The most obvious problem with the stimulus package is that it has been turned into a fiscal piñata – with a mad scramble for candy on the floor. We seem all too eager to rectify a generation of a nation saving too little by saving even less – this time through expanding government borrowing. First it was former US Federal Reserve chairman Alan Greenspan’s bubble, then Wall Street’s, and now – in the third act – it will be Washington’s.
The White House and Congress have stated an amount – $825bn to be spent mostly over two years – on top of a deficit that is already projected to reach $1,186bn in fiscal year 2009 without the stimulus package. Many of the details of allocating the $825bn are being left to Congress with the aim of reaching a bipartisan consensus. The result is shaping up to be an astounding mish-mash of tax cuts, public investments, transfer payments and special treats for insiders.

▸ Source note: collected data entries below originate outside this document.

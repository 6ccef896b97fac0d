use crate::api::RoutineApi;
use crate::errors::ClientError;
use crate::models::RoutineId;
use chrono::NaiveDate;
use std::collections::BTreeSet;

/// The `(date, routine set)` pair a completion result was fetched for.
#[derive(Debug, Clone, PartialEq, Eq)]
pub struct IndexKey {
    pub date: NaiveDate,
    pub routine_ids: BTreeSet<RoutineId>,
}

/// Routines the backend reports as completed on one date.
///
/// Only ever filled by `refresh`; after a failed refresh every lookup answers
/// `false` until the next successful one.
#[derive(Debug, Clone, Default)]
pub struct CompletionIndex {
    key: Option<IndexKey>,
    completed: BTreeSet<RoutineId>,
}

impl CompletionIndex {
    /// Issues exactly one backend query (none for an empty routine set) and
    /// replaces the previous result wholesale.
    pub async fn refresh(
        &mut self,
        api: &dyn RoutineApi,
        routine_ids: &BTreeSet<RoutineId>,
        date: NaiveDate,
    ) -> Result<&BTreeSet<RoutineId>, ClientError> {
        let fetched = if routine_ids.is_empty() {
            Ok(BTreeSet::new())
        } else {
            api.completed_routines(routine_ids, date).await
        };

        match fetched {
            Ok(completed) => {
                // the backend only knows what we asked about
                self.completed = completed
                    .into_iter()
                    .filter(|id| routine_ids.contains(id))
                    .collect();
                self.key = Some(IndexKey {
                    date,
                    routine_ids: routine_ids.clone(),
                });
                Ok(&self.completed)
            }
            Err(err) => {
                self.invalidate();
                Err(err)
            }
        }
    }

    pub fn is_completed(&self, routine_id: &RoutineId) -> bool {
        self.key.is_some() && self.completed.contains(routine_id)
    }

    /// True when the last successful refresh was for exactly these inputs.
    pub fn is_fresh_for(&self, routine_ids: &BTreeSet<RoutineId>, date: NaiveDate) -> bool {
        self.key
            .as_ref()
            .is_some_and(|key| key.date == date && &key.routine_ids == routine_ids)
    }

    pub fn key(&self) -> Option<&IndexKey> {
        self.key.as_ref()
    }

    pub fn date(&self) -> Option<NaiveDate> {
        self.key.as_ref().map(|key| key.date)
    }

    pub fn completed(&self) -> &BTreeSet<RoutineId> {
        &self.completed
    }

    pub fn invalidate(&mut self) {
        self.key = None;
        self.completed.clear();
    }
}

What we need is a medium-term fiscal framework, one that lays out an anticipated schedule of taxes and spending consistent with the needs of the economy and government functions. Rather than soundbites about ending pork-barrel projects or scouring the budget for waste, or about the relative multipliers of tax cuts versus spending increases (both of which depend on expectations about the future, a point mostly overlooked in the debate), we should be reflecting on certain basic fiscal facts, the most important of which is that the US government faces huge and potentially debilitating structural deficits as far as the eye can see.
In rough numbers, the US federal tax system collects about 18 per cent of gross national product, while the total of just five categories of public spending – Social Security (retirement and disability), health (Medicare, Medicaid), veterans’ benefits, defence and homeland security and interest payments – eat up about 18 per cent of GNP. Yet government has more to do – for example, providing the justice system; help for the poor and unemployed; science and technology research; energy systems, transport and other infrastructure; diplomacy and international aid; natural hazards mitigation; training; and the future costs of financial clean-up. Let us add in the fact that state and local governments are broke and need increased federal transfers, and that America’s ageing population, broken healthcare system and growing underclass all require increased fiscal attention. We currently pay for all of this, if we do so at all, by borrowing from China and from the future.
If the present stimulus package is adopted without a medium-term plan, it will go the way of the earlier stimulus package and the Tarp, yet also put the US into a fiscal straitjacket that could paralyse public sector action in critical areas for a decade or more to come. This is especially true if we allow further tax cuts during a time of fiscal haemorrhage, or give into “bipartisan” demands to make the Bush tax cuts permanent, even for the rich, as seems increasingly likely.
There are many valuable things proposed in President Barack Obama’s spending plans – such as the sums to be spent on energy, healthcare and education – but these should be incorporated into medium-term strategies rather than a grab bag of hasty short-run spending. The tax cuts that he is likely to approve in the stimulus package, and the extension of Bush-era tax cuts if that comes to pass, could close the door to these longer-term programmes; haphazard spending on these vital programmes could do the same.
Perhaps Mr Obama should reflect on the fact that the Clinton-era boom began in 1993 with tax rises and a congressional rejection of a fiscal stimulus package. This time, there is certainly a cyclical case for deficit- financed public spending, but accompanied by phased-in tax increases to provide proper financing of crucial government functions in the medium term.